*** Opening of DATA LISTING ***
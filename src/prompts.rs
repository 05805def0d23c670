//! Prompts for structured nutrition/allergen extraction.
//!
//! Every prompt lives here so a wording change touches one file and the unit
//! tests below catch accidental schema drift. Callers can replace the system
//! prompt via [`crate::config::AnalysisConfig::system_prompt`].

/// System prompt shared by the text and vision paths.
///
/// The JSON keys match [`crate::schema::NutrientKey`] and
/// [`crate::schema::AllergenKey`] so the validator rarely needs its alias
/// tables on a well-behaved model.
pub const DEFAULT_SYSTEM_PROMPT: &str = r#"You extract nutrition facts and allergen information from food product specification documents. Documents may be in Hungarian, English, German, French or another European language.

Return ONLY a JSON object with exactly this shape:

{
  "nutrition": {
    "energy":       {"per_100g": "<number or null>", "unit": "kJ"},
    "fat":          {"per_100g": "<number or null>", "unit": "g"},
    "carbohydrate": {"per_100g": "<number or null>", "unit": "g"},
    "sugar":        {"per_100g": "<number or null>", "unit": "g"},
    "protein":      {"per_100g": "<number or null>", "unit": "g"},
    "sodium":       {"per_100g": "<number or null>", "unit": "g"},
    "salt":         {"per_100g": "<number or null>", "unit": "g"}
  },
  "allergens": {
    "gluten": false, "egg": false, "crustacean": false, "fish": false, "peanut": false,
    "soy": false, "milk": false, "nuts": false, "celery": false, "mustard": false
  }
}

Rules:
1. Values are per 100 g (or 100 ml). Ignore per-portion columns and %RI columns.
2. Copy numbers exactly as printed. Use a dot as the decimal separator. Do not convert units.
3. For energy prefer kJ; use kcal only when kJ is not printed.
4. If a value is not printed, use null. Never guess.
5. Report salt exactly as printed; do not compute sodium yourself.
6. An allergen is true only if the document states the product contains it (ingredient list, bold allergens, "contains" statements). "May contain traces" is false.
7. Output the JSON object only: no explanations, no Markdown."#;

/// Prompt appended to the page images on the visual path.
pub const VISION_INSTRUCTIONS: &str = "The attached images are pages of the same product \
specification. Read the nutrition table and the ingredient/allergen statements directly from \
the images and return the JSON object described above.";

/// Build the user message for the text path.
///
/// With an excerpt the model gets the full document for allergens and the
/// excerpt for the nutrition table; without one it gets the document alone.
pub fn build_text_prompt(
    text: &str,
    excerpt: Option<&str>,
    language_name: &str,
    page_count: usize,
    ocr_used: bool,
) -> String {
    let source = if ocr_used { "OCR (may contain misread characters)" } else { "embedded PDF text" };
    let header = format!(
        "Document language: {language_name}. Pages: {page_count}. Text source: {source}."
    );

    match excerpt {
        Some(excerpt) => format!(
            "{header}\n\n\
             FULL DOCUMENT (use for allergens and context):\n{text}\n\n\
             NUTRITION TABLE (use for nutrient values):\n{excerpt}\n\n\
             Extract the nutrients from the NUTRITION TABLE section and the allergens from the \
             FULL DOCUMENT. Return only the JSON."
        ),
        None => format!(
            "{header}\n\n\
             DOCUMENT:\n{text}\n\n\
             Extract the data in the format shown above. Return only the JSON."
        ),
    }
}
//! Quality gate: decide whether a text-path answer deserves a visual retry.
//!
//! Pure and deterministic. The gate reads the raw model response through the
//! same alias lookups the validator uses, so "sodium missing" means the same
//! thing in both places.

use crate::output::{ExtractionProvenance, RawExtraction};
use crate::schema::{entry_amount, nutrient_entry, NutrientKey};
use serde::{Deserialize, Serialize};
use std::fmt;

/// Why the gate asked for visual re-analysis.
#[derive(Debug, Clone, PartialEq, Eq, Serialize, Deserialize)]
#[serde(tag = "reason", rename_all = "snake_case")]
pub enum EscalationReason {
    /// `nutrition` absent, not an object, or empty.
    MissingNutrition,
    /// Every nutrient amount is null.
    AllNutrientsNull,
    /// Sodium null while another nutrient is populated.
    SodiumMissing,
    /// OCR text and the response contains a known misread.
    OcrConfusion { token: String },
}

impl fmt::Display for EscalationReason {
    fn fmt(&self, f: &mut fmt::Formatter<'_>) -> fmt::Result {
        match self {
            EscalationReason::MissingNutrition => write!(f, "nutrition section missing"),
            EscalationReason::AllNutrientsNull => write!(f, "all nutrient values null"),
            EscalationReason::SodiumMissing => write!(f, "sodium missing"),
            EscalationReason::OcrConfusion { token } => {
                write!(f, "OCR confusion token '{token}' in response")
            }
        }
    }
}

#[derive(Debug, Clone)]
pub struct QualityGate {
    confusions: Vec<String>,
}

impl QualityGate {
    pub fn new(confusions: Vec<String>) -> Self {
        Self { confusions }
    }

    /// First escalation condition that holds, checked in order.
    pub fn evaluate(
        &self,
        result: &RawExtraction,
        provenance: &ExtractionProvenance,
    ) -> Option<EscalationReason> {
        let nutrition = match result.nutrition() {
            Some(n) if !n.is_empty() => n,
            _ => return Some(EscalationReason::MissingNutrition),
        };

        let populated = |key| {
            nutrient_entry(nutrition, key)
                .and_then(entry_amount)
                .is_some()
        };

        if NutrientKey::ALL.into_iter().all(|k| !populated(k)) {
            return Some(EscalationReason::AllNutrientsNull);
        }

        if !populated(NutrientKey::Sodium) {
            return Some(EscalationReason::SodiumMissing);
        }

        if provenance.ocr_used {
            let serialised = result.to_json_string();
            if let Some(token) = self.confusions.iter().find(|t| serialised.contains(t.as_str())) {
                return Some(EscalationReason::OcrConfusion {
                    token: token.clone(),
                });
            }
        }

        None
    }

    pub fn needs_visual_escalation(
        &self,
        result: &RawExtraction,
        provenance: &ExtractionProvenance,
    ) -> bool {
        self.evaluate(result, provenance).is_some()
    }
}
*** Close of DATA LISTING ***
• _TASK REQUIREMENTS_
All entries above are to be repeated verbatim, down to the last line.

• _RESULT OF THIS EXERCISE_
filename src/prompts.rs
repository 05805def0d23c670
//! Prompts for structured nutrition/allergen extraction.
//!
//! Every prompt lives here so a wording change touches one file and the unit
//! tests below catch accidental schema drift. Callers can replace the system
//! prompt via [`crate::config::AnalysisConfig::system_prompt`].

/// System prompt shared by the text and vision paths.
///
/// The JSON keys match [`crate::schema::NutrientKey`] and
/// [`crate::schema::AllergenKey`] so the validator rarely needs its alias
/// tables on a well-behaved model.
pub const DEFAULT_SYSTEM_PROMPT: &str = r#"You extract nutrition facts and allergen information from food product specification documents. Documents may be in Hungarian, English, German, French or another European language.

Return ONLY a JSON object with exactly this shape:

{
  "nutrition": {
    "energy":       {"per_100g": "<number or null>", "unit": "kJ"},
    "fat":          {"per_100g": "<number or null>", "unit": "g"},
    "carbohydrate": {"per_100g": "<number or null>", "unit": "g"},
    "sugar":        {"per_100g": "<number or null>", "unit": "g"},
    "protein":      {"per_100g": "<number or null>", "unit": "g"},
    "sodium":       {"per_100g": "<number or null>", "unit": "g"},
    "salt":         {"per_100g": "<number or null>", "unit": "g"}
  },
  "allergens": {
    "gluten": false, "egg": false, "crustacean": false, "fish": false, "peanut": false,
    "soy": false, "milk": false, "nuts": false, "celery": false, "mustard": false
  }
}

Rules:
1. Values are per 100 g (or 100 ml). Ignore per-portion columns and %RI columns.
2. Copy numbers exactly as printed. Use a dot as the decimal separator. Do not convert units.
3. For energy prefer kJ; use kcal only when kJ is not printed.
4. If a value is not printed, use null. Never guess.
5. Report salt exactly as printed; do not compute sodium yourself.
6. An allergen is true only if the document states the product contains it (ingredient list, bold allergens, "contains" statements). "May contain traces" is false.
7. Output the JSON object only: no explanations, no Markdown."#;

/// Prompt appended to the page images on the visual path.
pub const VISION_INSTRUCTIONS: &str = "The attached images are pages of the same product \
specification. Read the nutrition table and the ingredient/allergen statements directly from \
the images and return the JSON object described above.";

/// Build the user message for the text path.
///
/// With an excerpt the model gets the full document for allergens and the
/// excerpt for the nutrition table; without one it gets the document alone.
pub fn build_text_prompt(
    text: &str,
    excerpt: Option<&str>,
    language_name: &str,
    page_count: usize,
    ocr_used: bool,
) -> String {
    let source = if ocr_used { "OCR (may contain misread characters)" } else { "embedded PDF text" };
    let header = format!(
        "Document language: {language_name}. Pages: {page_count}. Text source: {source}."
    );

    match excerpt {
        Some(excerpt) => format!(
            "{header}\n\n\
             FULL DOCUMENT (use for allergens and context):\n{text}\n\n\
             NUTRITION TABLE (use for nutrient values):\n{excerpt}\n\n\
             Extract the nutrients from the NUTRITION TABLE section and the allergens from the \
             FULL DOCUMENT. Return only the JSON."
        ),
        None => format!(
            "{header}\n\n\
             DOCUMENT:\n{text}\n\n\
             Extract the data in the format shown above. Return only the JSON."
        ),
    }
}
//! Quality gate: decide whether a text-path answer deserves a visual retry.
//!
//! Pure and deterministic. The gate reads the raw model response through the
//! same alias lookups the validator uses, so "sodium missing" means the same
//! thing in both places.

use crate::output::{ExtractionProvenance, RawExtraction};
use crate::schema::{entry_amount, nutrient_entry, NutrientKey};
use serde::{Deserialize, Serialize};
use std::fmt;

/// Why the gate asked for visual re-analysis.
#[derive(Debug, Clone, PartialEq, Eq, Serialize, Deserialize)]
#[serde(tag = "reason", rename_all = "snake_case")]
pub enum EscalationReason {
    /// `nutrition` absent, not an object, or empty.
    MissingNutrition,
    /// Every nutrient amount is null.
    AllNutrientsNull,
    /// Sodium null while another nutrient is populated.
    SodiumMissing,
    /// OCR text and the response contains a known misread.
    OcrConfusion { token: String },
}

impl fmt::Display for EscalationReason {
    fn fmt(&self, f: &mut fmt::Formatter<'_>) -> fmt::Result {
        match self {
            EscalationReason::MissingNutrition => write!(f, "nutrition section missing"),
            EscalationReason::AllNutrientsNull => write!(f, "all nutrient values null"),
            EscalationReason::SodiumMissing => write!(f, "sodium missing"),
            EscalationReason::OcrConfusion { token } => {
                write!(f, "OCR confusion token '{token}' in response")
            }
        }
    }
}

#[derive(Debug, Clone)]
pub struct QualityGate {
    confusions: Vec<String>,
}

impl QualityGate {
    pub fn new(confusions: Vec<String>) -> Self {
        Self { confusions }
    }

    /// First escalation condition that holds, checked in order.
    pub fn evaluate(
        &self,
        result: &RawExtraction,
        provenance: &ExtractionProvenance,
    ) -> Option<EscalationReason> {
        let nutrition = match result.nutrition() {
            Some(n) if !n.is_empty() => n,
            _ => return Some(EscalationReason::MissingNutrition),
        };

        let populated = |key| {
            nutrient_entry(nutrition, key)
                .and_then(entry_amount)
                .is_some()
        };

        if NutrientKey::ALL.into_iter().all(|k| !populated(k)) {
            return Some(EscalationReason::AllNutrientsNull);
        }

        if !populated(NutrientKey::Sodium) {
            return Some(EscalationReason::SodiumMissing);
        }

        if provenance.ocr_used {
            let serialised = result.to_json_string();
            if let Some(token) = self.confusions.iter().find(|t| serialised.contains(t.as_str())) {
                return Some(EscalationReason::OcrConfusion {
                    token: token.clone(),
                });
            }
        }

        None
    }

    pub fn needs_visual_escalation(
        &self,
        result: &RawExtraction,
        provenance: &ExtractionProvenance,
    ) -> bool {
        self.evaluate(result, provenance).is_some()
    }
}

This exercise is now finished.